Saved entries
---

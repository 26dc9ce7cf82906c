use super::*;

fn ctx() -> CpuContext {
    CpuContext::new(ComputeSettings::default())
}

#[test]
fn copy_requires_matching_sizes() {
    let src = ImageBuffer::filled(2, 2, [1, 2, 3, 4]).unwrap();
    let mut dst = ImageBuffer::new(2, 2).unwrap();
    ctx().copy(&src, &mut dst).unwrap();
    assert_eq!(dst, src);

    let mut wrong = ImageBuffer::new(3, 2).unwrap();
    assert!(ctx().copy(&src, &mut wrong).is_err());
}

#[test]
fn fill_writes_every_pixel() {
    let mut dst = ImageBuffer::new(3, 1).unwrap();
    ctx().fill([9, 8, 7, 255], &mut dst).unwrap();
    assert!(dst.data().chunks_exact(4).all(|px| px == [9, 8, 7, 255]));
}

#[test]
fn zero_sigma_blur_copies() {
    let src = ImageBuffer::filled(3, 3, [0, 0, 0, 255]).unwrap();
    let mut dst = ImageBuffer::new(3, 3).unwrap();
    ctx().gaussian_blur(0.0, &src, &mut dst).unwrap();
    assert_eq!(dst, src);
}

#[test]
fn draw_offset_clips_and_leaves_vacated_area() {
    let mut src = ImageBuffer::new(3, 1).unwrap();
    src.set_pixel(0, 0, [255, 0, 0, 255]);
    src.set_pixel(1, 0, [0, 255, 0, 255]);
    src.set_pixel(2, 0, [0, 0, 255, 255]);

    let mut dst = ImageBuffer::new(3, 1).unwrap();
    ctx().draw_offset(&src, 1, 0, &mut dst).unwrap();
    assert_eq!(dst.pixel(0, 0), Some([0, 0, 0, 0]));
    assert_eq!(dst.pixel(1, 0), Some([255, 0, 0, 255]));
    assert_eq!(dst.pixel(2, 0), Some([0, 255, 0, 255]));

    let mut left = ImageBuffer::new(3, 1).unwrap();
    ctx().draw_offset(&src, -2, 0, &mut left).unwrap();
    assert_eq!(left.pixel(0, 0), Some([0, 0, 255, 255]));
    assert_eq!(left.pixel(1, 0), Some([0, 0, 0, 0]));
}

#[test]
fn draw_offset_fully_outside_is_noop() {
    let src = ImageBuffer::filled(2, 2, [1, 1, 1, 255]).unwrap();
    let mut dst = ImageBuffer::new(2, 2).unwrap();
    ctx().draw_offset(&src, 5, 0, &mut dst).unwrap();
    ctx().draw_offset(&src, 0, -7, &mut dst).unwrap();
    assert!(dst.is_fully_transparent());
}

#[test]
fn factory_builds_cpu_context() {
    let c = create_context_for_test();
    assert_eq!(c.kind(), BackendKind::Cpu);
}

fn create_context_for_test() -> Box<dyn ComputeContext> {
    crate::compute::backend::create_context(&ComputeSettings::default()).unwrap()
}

---

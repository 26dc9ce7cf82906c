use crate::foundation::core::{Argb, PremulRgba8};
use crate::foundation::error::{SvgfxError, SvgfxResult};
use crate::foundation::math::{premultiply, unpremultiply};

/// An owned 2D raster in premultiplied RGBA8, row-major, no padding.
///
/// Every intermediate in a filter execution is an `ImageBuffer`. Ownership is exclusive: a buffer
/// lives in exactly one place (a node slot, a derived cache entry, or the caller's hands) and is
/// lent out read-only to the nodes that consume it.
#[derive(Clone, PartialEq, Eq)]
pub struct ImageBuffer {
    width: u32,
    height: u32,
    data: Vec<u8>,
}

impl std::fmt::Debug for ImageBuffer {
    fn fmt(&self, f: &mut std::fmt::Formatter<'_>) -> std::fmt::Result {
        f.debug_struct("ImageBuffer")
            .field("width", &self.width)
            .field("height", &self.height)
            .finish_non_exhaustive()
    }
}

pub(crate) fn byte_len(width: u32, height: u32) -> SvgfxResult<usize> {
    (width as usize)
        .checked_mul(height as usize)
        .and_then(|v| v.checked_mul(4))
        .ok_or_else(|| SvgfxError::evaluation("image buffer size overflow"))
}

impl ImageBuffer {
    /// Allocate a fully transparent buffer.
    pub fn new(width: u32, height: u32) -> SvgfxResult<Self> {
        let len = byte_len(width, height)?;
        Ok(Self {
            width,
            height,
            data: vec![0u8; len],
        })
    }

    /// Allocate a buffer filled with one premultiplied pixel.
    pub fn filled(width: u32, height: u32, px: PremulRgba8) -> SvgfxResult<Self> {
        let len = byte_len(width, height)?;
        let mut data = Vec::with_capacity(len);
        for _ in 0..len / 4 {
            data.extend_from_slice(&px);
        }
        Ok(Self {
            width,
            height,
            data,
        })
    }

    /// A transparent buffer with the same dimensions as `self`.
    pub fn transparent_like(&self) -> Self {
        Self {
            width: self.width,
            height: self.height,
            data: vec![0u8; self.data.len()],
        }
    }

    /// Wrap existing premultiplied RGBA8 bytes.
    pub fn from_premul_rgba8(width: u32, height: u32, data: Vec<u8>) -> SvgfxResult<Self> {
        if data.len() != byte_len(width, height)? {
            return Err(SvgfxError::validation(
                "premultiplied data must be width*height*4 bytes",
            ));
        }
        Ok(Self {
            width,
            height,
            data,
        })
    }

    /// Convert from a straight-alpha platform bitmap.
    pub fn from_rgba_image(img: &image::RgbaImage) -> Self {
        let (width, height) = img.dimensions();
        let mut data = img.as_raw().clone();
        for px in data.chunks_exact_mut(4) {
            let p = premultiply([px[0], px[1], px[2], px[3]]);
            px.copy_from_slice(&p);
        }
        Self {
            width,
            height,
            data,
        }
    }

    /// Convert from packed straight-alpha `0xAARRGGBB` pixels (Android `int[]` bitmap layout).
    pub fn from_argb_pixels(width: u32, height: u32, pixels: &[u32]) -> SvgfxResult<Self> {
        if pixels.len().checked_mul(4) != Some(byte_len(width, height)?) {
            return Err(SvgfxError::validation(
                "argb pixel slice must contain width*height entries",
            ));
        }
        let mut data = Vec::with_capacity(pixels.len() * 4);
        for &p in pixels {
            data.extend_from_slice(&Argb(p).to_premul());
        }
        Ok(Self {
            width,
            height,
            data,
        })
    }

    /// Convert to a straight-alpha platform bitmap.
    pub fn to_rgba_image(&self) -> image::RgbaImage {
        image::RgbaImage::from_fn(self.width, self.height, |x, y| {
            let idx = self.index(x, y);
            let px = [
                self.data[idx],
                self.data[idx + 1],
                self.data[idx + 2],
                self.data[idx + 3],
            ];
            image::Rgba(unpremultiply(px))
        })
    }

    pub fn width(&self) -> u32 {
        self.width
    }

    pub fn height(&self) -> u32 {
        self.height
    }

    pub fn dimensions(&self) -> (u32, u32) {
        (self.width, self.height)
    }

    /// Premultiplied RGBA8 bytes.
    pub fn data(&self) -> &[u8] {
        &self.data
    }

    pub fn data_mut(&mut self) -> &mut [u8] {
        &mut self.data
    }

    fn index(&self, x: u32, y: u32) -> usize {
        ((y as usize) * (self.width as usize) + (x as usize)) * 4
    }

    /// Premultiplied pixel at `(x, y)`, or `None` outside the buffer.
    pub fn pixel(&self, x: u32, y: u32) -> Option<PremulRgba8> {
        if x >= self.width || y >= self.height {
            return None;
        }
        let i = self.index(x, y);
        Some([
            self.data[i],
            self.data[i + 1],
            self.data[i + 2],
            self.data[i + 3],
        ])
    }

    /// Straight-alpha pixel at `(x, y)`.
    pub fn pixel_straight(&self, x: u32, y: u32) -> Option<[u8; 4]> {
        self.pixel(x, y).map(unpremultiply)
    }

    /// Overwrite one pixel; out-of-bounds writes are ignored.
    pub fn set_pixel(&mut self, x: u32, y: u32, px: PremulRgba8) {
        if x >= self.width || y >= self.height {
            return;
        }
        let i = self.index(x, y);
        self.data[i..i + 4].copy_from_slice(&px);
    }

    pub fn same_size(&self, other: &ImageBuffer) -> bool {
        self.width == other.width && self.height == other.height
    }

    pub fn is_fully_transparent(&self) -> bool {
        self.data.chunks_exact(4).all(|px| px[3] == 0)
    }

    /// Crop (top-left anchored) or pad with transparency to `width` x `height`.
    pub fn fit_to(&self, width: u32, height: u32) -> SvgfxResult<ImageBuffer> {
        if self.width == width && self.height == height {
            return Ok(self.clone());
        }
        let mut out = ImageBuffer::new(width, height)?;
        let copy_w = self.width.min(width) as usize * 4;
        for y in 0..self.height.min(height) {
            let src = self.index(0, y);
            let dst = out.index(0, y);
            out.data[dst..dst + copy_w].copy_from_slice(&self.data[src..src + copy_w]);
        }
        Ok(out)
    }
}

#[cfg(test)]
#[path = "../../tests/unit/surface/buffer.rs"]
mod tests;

---

Nothing is wanted except the number of lines in the entries above that include the word "Some".

COMPLETED TASK
7